__Problem details__
Beginning with the first line of the data below, set down each line exactly through the line that contains "into a fresh".

+-------+

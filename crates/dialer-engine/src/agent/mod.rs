//! # Agent Sessions
//!
//! An agent works a campaign through one session at a time. Logging in
//! builds a standing mixing bridge on the campaign's telephony server and
//! calls the agent's device into it; the session only becomes `ready` once
//! that leg is up inside the bridge. From then on customers are dropped into
//! the bridge as they answer, and the agent's own leg stays up between calls.
//!
//! ```text
//! connecting ──▶ ready ──▶ on_call ──▶ wrapup ──▶ ready
//!      │           ▲          │                    │
//!      │           └──────────┘ (auto-available)   │
//!      └───────────────▶ offline / error ◀─────────┘
//! ```
//!
//! Every transition is a compare-and-swap in the [`registry::SessionRegistry`].
//! Logging out during a call only flags the session; it is torn down when
//! the call ends.

pub mod registry;
pub mod session;

use std::sync::Arc;
use std::time::Duration;

use chrono::Utc;
use serde::{Deserialize, Serialize};
use tracing::{debug, error, info, warn};

pub use registry::{ClaimOutcome, SessionRegistry};
pub use session::{AgentSession, CallRef, Ineligible, SessionState};

use crate::engine::DialerEngine;
use crate::error::{DialerError, Result};
use crate::gateway::{with_timeout, ChannelMetadata, EndpointState, OriginateRequest, TelephonyGateway};
use crate::notify::{Audience, DialerNotification};
use crate::types::{AgentId, CampaignId, ChannelId};

/// Campaign login
#[derive(Debug, Clone, Serialize, Deserialize)]
pub struct LoginRequest {
    pub agent_id: AgentId,
    pub campaign_id: CampaignId,
    /// Agent device, e.g. `PJSIP/1001`
    pub endpoint: String,
    /// Telephony server; the campaign's when unset
    #[serde(default)]
    pub server_id: Option<String>,
}

impl DialerEngine {
    /// Open a session and start calling the agent's device into a fresh
    /// bridge. Returns the session in `connecting`.
    pub async fn login(&self, request: LoginRequest) -> Result<AgentSession> {
        let now = Utc::now();
        let campaign = self
            .db
            .get_campaign(request.campaign_id)
            .await?
            .ok_or_else(|| DialerError::not_found(format!("campaign {}", request.campaign_id)))?;

        let server = request.server_id.as_deref().or(campaign.server_id.as_deref());
        let gateway = self.gateways.resolve(server)?;

        let mut session = AgentSession::new(
            request.agent_id.clone(),
            campaign.id,
            gateway.server_id(),
            &request.endpoint,
            now,
        );
        let agent_channel = ChannelId::generate(&format!("{}-agent", self.config.general.node_name));
        session.agent_channel = Some(agent_channel.clone());

        self.sessions.open(session.clone())?;
        self.sessions
            .bind_agent_channel(agent_channel, request.agent_id.clone());
        if let Err(e) = self.db.record_session_opened(&session).await {
            warn!("Failed to record session of {}: {}", request.agent_id, e);
        }

        info!(
            "🔑 Agent {} logging into campaign {} on {} via {}",
            request.agent_id,
            campaign.id,
            gateway.server_id(),
            request.endpoint
        );

        if let Err(e) = self.connect_agent_leg(&session, &gateway).await {
            error!("❌ Agent {} login failed: {}", request.agent_id, e);
            self.teardown_session(
                &request.agent_id,
                SessionState::Error,
                &format!("agent leg setup failed: {}", e),
            )
            .await;
            return Err(e);
        }

        Ok(self.sessions.get(&request.agent_id).unwrap_or(session))
    }

    async fn connect_agent_leg(
        &self,
        session: &AgentSession,
        gateway: &Arc<dyn TelephonyGateway>,
    ) -> Result<()> {
        let limit = self.config.matcher.command_timeout();
        let agent_id = &session.agent_id;

        let endpoint = with_timeout(limit, "endpoint_status", gateway.endpoint_status(&session.endpoint)).await?;
        let bridge = with_timeout(limit, "create_bridge", gateway.create_bridge()).await?;

        // The bridge must be on the session before the leg can come up
        let bridge_for_session = bridge.clone();
        if self
            .sessions
            .update(agent_id, |s| {
                s.endpoint_registered = endpoint.is_registered();
                s.bridge_id = Some(bridge_for_session);
            })
            .is_none()
        {
            // Closed while we were waiting on the server
            let _ = with_timeout(limit, "destroy_bridge", gateway.destroy_bridge(&bridge)).await;
            return Err(DialerError::agent(format!("session of {} closed during login", agent_id)));
        }

        let channel_id = session
            .agent_channel
            .clone()
            .ok_or_else(|| DialerError::internal("session has no agent channel"))?;
        let request = OriginateRequest {
            channel_id,
            endpoint: session.endpoint.clone(),
            caller_id: None,
            variables: ChannelMetadata::agent_leg(agent_id, session.campaign_id).to_variables(),
            timeout: Duration::from_secs(self.config.reaper.connecting_timeout_secs),
        };
        with_timeout(limit, "originate", gateway.originate(request)).await?;
        Ok(())
    }

    /// The agent leg answered: put it in the bridge and go ready
    pub(crate) async fn handle_agent_leg_up(&self, agent_id: &AgentId, channel_id: &ChannelId) {
        let Some(session) = self.sessions.get(agent_id) else {
            return;
        };
        if session.state != SessionState::Connecting {
            debug!("Agent leg of {} already handled ({})", agent_id, session.state);
            return;
        }
        let (Some(bridge), Some(gateway)) = (session.bridge_id.clone(), self.gateways.get(&session.server_id)) else {
            warn!("Agent {} has no bridge or server, cannot complete login", agent_id);
            self.teardown_session(agent_id, SessionState::Error, "no standing bridge").await;
            return;
        };

        match with_timeout(
            self.config.matcher.command_timeout(),
            "add_channel_to_bridge",
            gateway.add_channel_to_bridge(&bridge, channel_id),
        )
        .await
        {
            Ok(()) => {
                if let Some(ready) = self.sessions.mark_ready(agent_id, channel_id, Utc::now()) {
                    info!("✅ Agent {} ready in bridge {}", agent_id, bridge);
                    self.session_changed(&ready, None).await;
                }
            }
            Err(e) => {
                error!("❌ Cannot bridge agent leg of {}: {}", agent_id, e);
                self.teardown_session(
                    agent_id,
                    SessionState::Error,
                    &format!("agent leg not bridged: {}", e),
                )
                .await;
            }
        }
    }

    /// The agent's device hung up or the leg was lost
    pub(crate) async fn handle_agent_leg_destroyed(&self, agent_id: &AgentId, channel_id: &ChannelId) {
        let Some(session) = self.sessions.get(agent_id) else {
            return;
        };
        if !session.is_live() || session.agent_channel.as_ref() != Some(channel_id) {
            return;
        }
        warn!("📴 Agent leg of {} went away while {}", agent_id, session.state);
        self.teardown_session(agent_id, SessionState::Error, "agent leg hung up")
            .await;
    }

    /// Log out. A session on a call is flagged and closed once the call ends.
    pub async fn logout(&self, agent_id: &AgentId) -> Result<AgentSession> {
        let session = self.live_session(agent_id)?;

        if session.state == SessionState::OnCall {
            let flagged = self
                .sessions
                .update(agent_id, |s| s.logout_requested = true)
                .ok_or_else(|| DialerError::not_found(format!("no live session for {}", agent_id)))?;
            info!("🚪 Agent {} will be logged out after the current call", agent_id);
            return Ok(flagged);
        }

        self.teardown_session(agent_id, SessionState::Offline, "logout")
            .await
            .ok_or_else(|| DialerError::not_found(format!("no live session for {}", agent_id)))
    }

    /// Force-close whatever state the session is in
    pub async fn reset_session(&self, agent_id: &AgentId) -> Result<AgentSession> {
        self.live_session(agent_id)?;
        self.teardown_session(agent_id, SessionState::Offline, "reset")
            .await
            .ok_or_else(|| DialerError::not_found(format!("no live session for {}", agent_id)))
    }

    pub async fn heartbeat(&self, agent_id: &AgentId) -> Result<()> {
        let now = Utc::now();
        self.sessions
            .update(agent_id, |s| s.last_heartbeat = now)
            .map(|_| ())
            .ok_or_else(|| DialerError::not_found(format!("no live session for {}", agent_id)))
    }

    /// Agent-controlled pause flag
    pub async fn set_available(&self, agent_id: &AgentId, available: bool) -> Result<AgentSession> {
        let now = Utc::now();
        let session = self
            .sessions
            .update(agent_id, |s| {
                s.available = available;
                s.last_heartbeat = now;
            })
            .ok_or_else(|| DialerError::not_found(format!("no live session for {}", agent_id)))?;
        info!(
            "{} Agent {} is now {}",
            if available { "🟢" } else { "⏸️" },
            agent_id,
            if available { "available" } else { "paused" }
        );
        self.session_changed(&session, None).await;
        Ok(session)
    }

    pub fn session(&self, agent_id: &AgentId) -> Option<AgentSession> {
        self.sessions.get(agent_id)
    }

    pub(crate) fn endpoint_state_changed(&self, server_id: &str, endpoint: &str, state: EndpointState) {
        let affected = self
            .sessions
            .set_endpoint_registered(server_id, endpoint, state.is_registered());
        if !affected.is_empty() {
            info!("📱 Endpoint {} is {:?} ({} session(s))", endpoint, state, affected.len());
        }
    }

    fn live_session(&self, agent_id: &AgentId) -> Result<AgentSession> {
        self.sessions
            .get(agent_id)
            .filter(|s| s.is_live())
            .ok_or_else(|| DialerError::not_found(format!("no live session for {}", agent_id)))
    }

    /// Close a session and release everything it holds on the telephony
    /// server: the customer call, the agent leg and the bridge. Returns
    /// `None` if the session was already closed.
    pub(crate) async fn teardown_session(
        &self,
        agent_id: &AgentId,
        state: SessionState,
        reason: &str,
    ) -> Option<AgentSession> {
        let closed = self.sessions.close(agent_id, state, reason, Utc::now())?;

        if let Some(gateway) = self.gateways.get(&closed.server_id) {
            let limit = self.config.matcher.command_timeout();
            if let Some(call) = &closed.current_call {
                if let Err(e) = with_timeout(limit, "hangup", gateway.hangup(&call.channel_id)).await {
                    debug!("Customer channel {} already gone: {}", call.channel_id, e);
                }
            }
            if let Some(channel) = &closed.agent_channel {
                if let Err(e) = with_timeout(limit, "hangup", gateway.hangup(channel)).await {
                    debug!("Agent leg {} already gone: {}", channel, e);
                }
            }
            if let Some(bridge) = &closed.bridge_id {
                if let Err(e) = with_timeout(limit, "destroy_bridge", gateway.destroy_bridge(bridge)).await {
                    debug!("Bridge {} already gone: {}", bridge, e);
                }
            }
        }

        // The customer channel may already be gone, in which case no hangup
        // event will ever settle the call
        for attempt in self.calls.assigned_to(agent_id) {
            self.settle_orphaned_call(&attempt, "session closed").await;
        }

        info!("👋 Session of {} closed as {} ({})", agent_id, state, reason);
        self.session_changed(&closed, Some(reason.to_string())).await;
        Some(closed)
    }

    /// Persist and announce a session change
    pub(crate) async fn session_changed(&self, session: &AgentSession, reason: Option<String>) {
        if let Err(e) = self.db.record_session_state(session).await {
            warn!("Failed to persist session of {}: {}", session.agent_id, e);
        }
        let notification = DialerNotification::AgentStatusChanged {
            agent_id: session.agent_id.clone(),
            state: session.state,
            available: session.available,
            reason,
        };
        self.notifier
            .publish(Audience::Agent(session.agent_id.clone()), notification.clone());
        self.notifier
            .publish(Audience::Campaign(session.campaign_id), notification);
    }
}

+-------+

__Answer for this exercise__
filename crates/dialer-engine/src/agent/mod.rs
//! # Agent Sessions
//!
//! An agent works a campaign through one session at a time. Logging in
//! builds a standing mixing bridge on the campaign's telephony server and
//! calls the agent's device into it; the session only becomes `ready` once
//! that leg is up inside the bridge. From then on customers are dropped into
//! the bridge as they answer, and the agent's own leg stays up between calls.
//!
//! ```text
//! connecting ──▶ ready ──▶ on_call ──▶ wrapup ──▶ ready
//!      │           ▲          │                    │
//!      │           └──────────┘ (auto-available)   │
//!      └───────────────▶ offline / error ◀─────────┘
//! ```
//!
//! Every transition is a compare-and-swap in the [`registry::SessionRegistry`].
//! Logging out during a call only flags the session; it is torn down when
//! the call ends.

pub mod registry;
pub mod session;

use std::sync::Arc;
use std::time::Duration;

use chrono::Utc;
use serde::{Deserialize, Serialize};
use tracing::{debug, error, info, warn};

pub use registry::{ClaimOutcome, SessionRegistry};
pub use session::{AgentSession, CallRef, Ineligible, SessionState};

use crate::engine::DialerEngine;
use crate::error::{DialerError, Result};
use crate::gateway::{with_timeout, ChannelMetadata, EndpointState, OriginateRequest, TelephonyGateway};
use crate::notify::{Audience, DialerNotification};
use crate::types::{AgentId, CampaignId, ChannelId};

/// Campaign login
#[derive(Debug, Clone, Serialize, Deserialize)]
pub struct LoginRequest {
    pub agent_id: AgentId,
    pub campaign_id: CampaignId,
    /// Agent device, e.g. `PJSIP/1001`
    pub endpoint: String,
    /// Telephony server; the campaign's when unset
    #[serde(default)]
    pub server_id: Option<String>,
}

impl DialerEngine {
    /// Open a session and start calling the agent's device into a fresh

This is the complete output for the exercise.